Another notable member of the family who also had a significant military career was Major-General Manners Ralph Willmot Nightingale (1871–1956), who received the Distinguished Service Order, Order of St. Michael and St. George, Order of the Indian Empire, and Order of the Bath for his services rendered during the First and Second World Wars. He was also appointed as colonel of the 5th Royal Gurkha Rifles between 1937 and 1945, where his son, George Manners (1913–1992), served as a lieutenant-colonel.

The Nightingale name stems from both Viking and Norman ancestry, as documented in the Doomsday Book created by William I of England.
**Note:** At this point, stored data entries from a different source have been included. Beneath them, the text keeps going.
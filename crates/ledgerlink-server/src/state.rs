//! Shared application state.

use std::sync::Arc;

use ledgerlink_auth::{AuthResult, AuthorizationClient, MemorySessionStore, SessionStore};
use ledgerlink_config::AppConfig;

/// State shared by all route handlers.
///
/// The configuration is immutable after load; the session store is the
/// only mutable shared state and guards its own consistency.
#[derive(Clone)]
pub struct AppState {
    /// Immutable application configuration.
    pub config: Arc<AppConfig>,
    /// Per-session authorization state.
    pub sessions: Arc<dyn SessionStore>,
    /// Provider-facing authorization client.
    pub authorizer: Arc<AuthorizationClient>,
}

impl AppState {
    /// Builds state with the in-memory session store.
    pub fn new(config: Arc<AppConfig>) -> AuthResult<Self> {
        let authorizer = Arc::new(AuthorizationClient::new(config.clone())?);
        Ok(Self {
            config,
            sessions: Arc::new(MemorySessionStore::new()),
            authorizer,
        })
    }
}
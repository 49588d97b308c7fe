//! # Clock
//!
//! Time source injected into each pool at construction so idle-timeout
//! behavior can be driven deterministically in tests.

use std::sync::Arc;
use std::time::{Duration, Instant};

use parking_lot::Mutex;

/// Monotonic time source.
pub trait Clock: Send + Sync {
    fn now(&self) -> Instant;
}

/// Wall clock backed by `Instant::now`.
#[derive(Debug, Default, Clone, Copy)]
pub struct SystemClock;

impl Clock for SystemClock {
    #[inline]
    fn now(&self) -> Instant {
        Instant::now()
    }
}

/// Manually advanced clock.
///
/// Starts at the instant it was created and only moves when `advance` is called.
#[derive(Debug)]
pub struct ManualClock {
    base: Instant,
    offset: Mutex<Duration>,
}

impl ManualClock {
    pub fn new() -> Arc<Self> {
        Arc::new(ManualClock {
            base: Instant::now(),
            offset: Mutex::new(Duration::ZERO),
        })
    }

    /// Moves the clock forward by `by`.
    pub fn advance(&self, by: Duration) {
        *self.offset.lock() += by;
    }
}

impl Clock for ManualClock {
    fn now(&self) -> Instant {
        self.base + *self.offset.lock()
    }
}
The family originally came from Norfolk and Suffolk, after immigrating from Normandy. Here, they held a prominent seat at Brome Hall in Brome, which was given to them by William the Conqueror (the Duke of Normandy) for their services and contributions during the Battle of Hastings, in 1066. The family later moved to their main ancestral seat at Kneesworth Hall of Bassingbourn cum Kneesworth, Cambridgeshire, where they eventually stayed for over 200 years. This move was precipitated by Geoffrey Nightingale (b.1550 d.1619), father of Sir Thomas Nightingale, 1st Bt (b.1577 d.1645), who purchased the estate in 1597. Geoffrey was a lawyer who provided estate management for various landed gentry. In 1600, he acquired 200 acres of land in Bassingbourn and Kneesworth, and another 350 acres later on. By 1695, his grandson, Edward Nightingale (b.1658 d.1723), owned approximately 725 acres and acquired an additional 100 acres from Sir Henry Pickering, Lord of Whaddon. By 1797, Sir Edward Nightingale, 10th Bt (b.1760 d.1804), had inherited a real estate portfolio of 880 acres of land in Kneesworth, 130 acres leased from the University of Cambridge, and 200 acres in Bassingbourn. The estate was later sold by Sir Lt. Charles Ethelston Nightingale, 11th Bt (b.1784 d.1843), in 1814 and 1831, which totaled 897 acres. The family also held strong links with the local parish church of St. Peters and St. Paul's, where many members of the baronetcy and their respective families are still buried. In 1717, Edward Nightingale, de jure 5th Bt (b.1658 d. 1723) founded and created the library belonging to the church. Many of these books now reside at the University of Cambridge for historical preservation.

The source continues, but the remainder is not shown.